Chase got his sandbox. And is using it happily to this day.
These are small examples of my near obsessive nature.
It also happens with bigger life problems, just a little less often. Luckily my larger life problems have seemed to taper off over the last year or so (knock on wood). When I do run up against something that is just a little beyond my control though, my brain nags and overthinks to the point where I am anxious, until I either have the answer for whatever issue lays in front of me, or I can find a way to shrug my shoulders and move past it.
This can prove problematic, since not everything in life is as cut and dried and black and white as I would prefer for it to be.
This is when I really drive my friends batshit crazy. Because I call them and run this scenario and that scenario by them, trying to talk out how I’m going to solve the problem at hand.
Luckily my friends are super supportive of my brand of crazy, and listen to me rant incessantly about things that I absolutely have no power to fix or figure out. Things that just have to play out in their own time.
I’m trying really hard to work on this issue. I realize how pointless it is. I do truly believe that everything happens when and if it’s supposed to, and everything happens for a reason. I understand that life can’t always be easy, problems can’t always be solved immediately, I can’t always search through three stores and come out with the solution to a life problem like I can when I need to fix a tangible, fixable item.
That doesn’t mean that my brain doesn’t try to, though.
I’ve learned to redirect myself, no different than I’ve taught my kids. It never occured to me that the things I am teaching them are things I need to actually be working on my damn self.
So I redirect my attention to something I can control and handle and obtain – actually, I think I very recently wrote a post about this. Driving, writing, doing, going, being. I distract myself until the problem solves itself, or removes itself from my life – whichever comes first. Either way, it’s always a relief.
It doesn’t mean the problem doesn’t still nag, and bug me. It just means for periods of time I can remove myself from the problem and deal with the other smaller, less complicated problems that arise regularly in my life. Eventually this form of distraction lessens the larger problem’s hold over me, and I can move past it.
That’s all I can do. Bitch to my friends, and redirect myself.
I was recently told that my boarder line obsessive nature isn’t a bad thing, it’s a gift. It allows me to fully analyze a problem, see all angles, and solve it, or learn from it. Again, whichever comes first.
So while I am trying to curb myself a little in this regard, I’m also embracing it a little.
After all, if I didn’t have this obsessive nature, I wouldn’t be where I am today.

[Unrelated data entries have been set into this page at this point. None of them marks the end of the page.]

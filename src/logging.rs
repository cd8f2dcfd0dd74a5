//! Thin wrapper over the `log` crate, initialized by the CLI binary.
//!
//! Kept as a separate module (mirroring the teacher crate) so the rest of
//! the codebase depends on these functions rather than on `env_logger`
//! directly — swapping the backend later only touches this file.

use log::{log_enabled, Level};

/// Installs `env_logger` as the global logger. Safe to call once, at
/// process start; subsequent calls are a silent no-op (`env_logger`
/// itself tolerates double-init via `try_init`).
pub fn init_logger() {
    let _ = env_logger::try_init();
}

pub fn log_debug(msg: &str) {
    if log_enabled!(Level::Debug) {
        log::debug!("{msg}");
    }
}

pub fn log_info(msg: &str) {
    if log_enabled!(Level::Info) {
        log::info!("{msg}");
    }
}

pub fn log_warn(msg: &str) {
    if log_enabled!(Level::Warn) {
        log::warn!("{msg}");
    }
}

pub fn log_error(msg: &str) {
    if log_enabled!(Level::Error) {
        log::error!("{msg}");
    }
}
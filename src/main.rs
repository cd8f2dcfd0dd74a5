//! CLI entry point (spec §6).
//!
//! Thin binary: parse arguments, initialize logging, either print the
//! package summary (`--show`) or run the full flash sequence, and map
//! any [`ws63_flash::FlashError`] to a non-zero exit code.

use std::path::PathBuf;
use std::process::ExitCode;

use clap::Parser;

use ws63_flash::constants::RECOMMENDED_BAUD_RATES;
use ws63_flash::flasher::{flash, FlashConfig, LoggingProgress};
use ws63_flash::logging::{init_logger, log_error, log_warn};
use ws63_flash::Package;

#[derive(Parser, Debug)]
#[command(name = "ws63-flash", about = "Flash firmware onto a WS63-class microcontroller over UART")]
struct Args {
    /// Path to the .fwpkg firmware package.
    firmware_file: PathBuf,

    /// Serial port to flash over (e.g. /dev/ttyUSB0, COM3).
    #[arg(short, long)]
    port: String,

    /// Target baud rate to negotiate after the handshake.
    #[arg(short, long, default_value_t = ws63_flash::constants::DEFAULT_TARGET_BAUD)]
    baudrate: u32,

    /// Print the package summary and exit without flashing.
    #[arg(short, long)]
    show: bool,

    /// Enable verbose (debug-level) logging.
    #[arg(short, long)]
    verbose: bool,
}

#[tokio::main]
async fn main() -> ExitCode {
    let args = Args::parse();

    let mut config = FlashConfig::new(&args.firmware_file, &args.port, args.baudrate);
    config.show = args.show;
    config.verbose = args.verbose;

    if config.verbose {
        std::env::set_var("RUST_LOG", "debug");
    }
    init_logger();

    if !RECOMMENDED_BAUD_RATES.contains(&config.target_baud) {
        log_warn(&format!(
            "{} is not one of the recommended baud rates; proceeding anyway",
            config.target_baud
        ));
    }

    if config.show {
        return match Package::parse(&config.firmware_path) {
            Ok(package) => {
                println!("{package}");
                ExitCode::SUCCESS
            }
            Err(e) => {
                log_error(&format!("failed to parse package: {e}"));
                ExitCode::FAILURE
            }
        };
    }

    let mut progress = LoggingProgress;

    match flash(&config, &mut progress).await {
        Ok(()) => ExitCode::SUCCESS,
        Err(e) => {
            log_error(&format!("flash failed: {e}"));
            ExitCode::FAILURE
        }
    }
}
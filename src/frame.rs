//! Vendor framing layer (module C3).
//!
//! Length-prefixed command/response frames: `magic(4) || total_len(2) ||
//! cmd(1) || ~cmd(1) || payload || crc16(2)`. [`encode`] builds one;
//! [`FrameReceiver`] scans an incoming byte stream for one, byte at a
//! time, per the state machine in spec §4.3.

use std::time::{Duration, Instant};

use bytes::{BufMut, BytesMut};
use thiserror::Error;

use crate::constants::{FRAME_MAGIC_BYTES, FRAME_MAX_LEN, FRAME_MIN_LEN, FRAME_RECEIVE_DEADLINE};
use crate::crc::crc16;

#[derive(Debug, Error, PartialEq, Eq, Clone)]
pub enum FrameError {
    #[error("no complete frame arrived before the receive deadline")]
    FrameTimeout,

    #[error("frame CRC did not match")]
    FrameBadCrc,

    #[error("frame command-inverse byte did not match")]
    FrameBadCmdInv,
}

/// A decoded vendor frame.
#[derive(Debug, Clone, PartialEq, Eq)]
pub struct Frame {
    pub cmd: u8,
    pub payload: Vec<u8>,
}

/// Encodes `(cmd, payload)` into the on-wire frame bytes (spec §4.3).
/// Built with `BytesMut`/`BufMut`, the way the teacher's `pack_frame`
/// assembles its on-wire buffers.
pub fn encode(cmd: u8, payload: &[u8]) -> Vec<u8> {
    let total_len = payload.len() + FRAME_MIN_LEN;
    let mut out = BytesMut::with_capacity(total_len);
    out.put_slice(&FRAME_MAGIC_BYTES);
    out.put_u16_le(total_len as u16);
    out.put_u8(cmd);
    out.put_u8(cmd ^ 0xFF);
    out.put_slice(payload);
    let crc = crc16(&out);
    out.put_u16_le(crc);
    out.to_vec()
}

/// Decodes a single complete frame (magic through trailing CRC) already
/// held in memory. Used by [`FrameReceiver`] once it has collected
/// `total_len` bytes, and directly by tests.
fn decode_complete(buf: &[u8]) -> Result<Frame, FrameError> {
    debug_assert!(buf.len() >= FRAME_MIN_LEN);
    let cmd = buf[6];
    let cmd_inv = buf[7];
    if cmd_inv != (cmd ^ 0xFF) {
        return Err(FrameError::FrameBadCmdInv);
    }
    let stored_crc = u16::from_le_bytes([buf[buf.len() - 2], buf[buf.len() - 1]]);
    let computed_crc = crc16(&buf[..buf.len() - 2]);
    if computed_crc != stored_crc {
        return Err(FrameError::FrameBadCrc);
    }
    let payload = buf[8..buf.len() - 2].to_vec();
    Ok(Frame { cmd, payload })
}

#[derive(Debug, Clone, Copy, PartialEq, Eq)]
enum ScanState {
    Sync(usize),
    Body,
}

/// Byte-at-a-time scanner implementing the Sync/Body state machine from
/// spec §4.3. Feed it bytes as they arrive; it reports a decoded frame
/// once `total_len` bytes have been collected and the trailing checks
/// pass.
pub struct FrameReceiver {
    state: ScanState,
    buf: Vec<u8>,
    total_len: usize,
    deadline: Instant,
    timeout: Duration,
}

impl FrameReceiver {
    pub fn new(timeout: Duration) -> Self {
        FrameReceiver {
            state: ScanState::Sync(0),
            buf: Vec::new(),
            total_len: 0,
            deadline: Instant::now() + timeout,
            timeout,
        }
    }

    pub fn with_default_timeout() -> Self {
        Self::new(FRAME_RECEIVE_DEADLINE)
    }

    /// Returns `true` if the overall deadline has passed without a
    /// complete frame. Callers should stop polling and raise
    /// [`FrameError::FrameTimeout`] when this returns `true`.
    pub fn is_expired(&self) -> bool {
        Instant::now() >= self.deadline
    }

    /// Feeds one byte into the scanner. Any received byte refreshes the
    /// idle timer, per spec §4.3. Returns `Some(Frame)` once a frame has
    /// been fully collected and validated; validation failures
    /// (`FrameBadCrc`/`FrameBadCmdInv`) reset the scanner to `Sync(0)`
    /// and are surfaced to the caller as `Err` so CRC warnings can be
    /// logged, per the "CRC failure as absent" rule in spec §4.3 — the
    /// caller decides whether that's fatal.
    pub fn push_byte(&mut self, byte: u8) -> Option<Result<Frame, FrameError>> {
        self.deadline = Instant::now() + self.timeout;

        match self.state {
            ScanState::Sync(i) => {
                if byte == FRAME_MAGIC_BYTES[i] {
                    self.buf.push(byte);
                    if i + 1 == FRAME_MAGIC_BYTES.len() {
                        self.state = ScanState::Body;
                    } else {
                        self.state = ScanState::Sync(i + 1);
                    }
                } else if byte == FRAME_MAGIC_BYTES[0] {
                    self.buf.clear();
                    self.buf.push(byte);
                    self.state = ScanState::Sync(1);
                } else {
                    self.buf.clear();
                    self.state = ScanState::Sync(0);
                }
                None
            }
            ScanState::Body => {
                self.buf.push(byte);
                let index = self.buf.len() - 1;
                if index == 5 {
                    let total_len =
                        u16::from_le_bytes([self.buf[4], self.buf[5]]) as usize;
                    self.total_len = total_len;
                    if total_len < FRAME_MIN_LEN || total_len > FRAME_MAX_LEN {
                        // Not a sane frame; resync rather than collecting
                        // an unbounded body.
                        self.buf.clear();
                        self.state = ScanState::Sync(0);
                        return None;
                    }
                }
                if self.total_len != 0 && self.buf.len() == self.total_len {
                    let result = decode_complete(&self.buf);
                    self.buf.clear();
                    self.state = ScanState::Sync(0);
                    self.total_len = 0;
                    Some(result)
                } else {
                    None
                }
            }
        }
    }

    /// Feeds a chunk of bytes, returning the first frame result
    /// encountered (if any) among them.
    pub fn push_bytes(&mut self, bytes: &[u8]) -> Option<Result<Frame, FrameError>> {
        for &b in bytes {
            if let Some(result) = self.push_byte(b) {
                return Some(result);
            }
        }
        None
    }
}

Happy Monday, ya’ll. Embrace even the bad parts of yourself. There’s always some good to find in it, even if it’s learning what you want to change in yourself.
I think it is awesome that you are working through this. I tend to write therapeutically as well. I do not think you are crazy. It is a super power – determination – which has consequences. Maybe just learning to leverage it and set up boundaries … if this then that… I like the article, though. Thanks for sharing.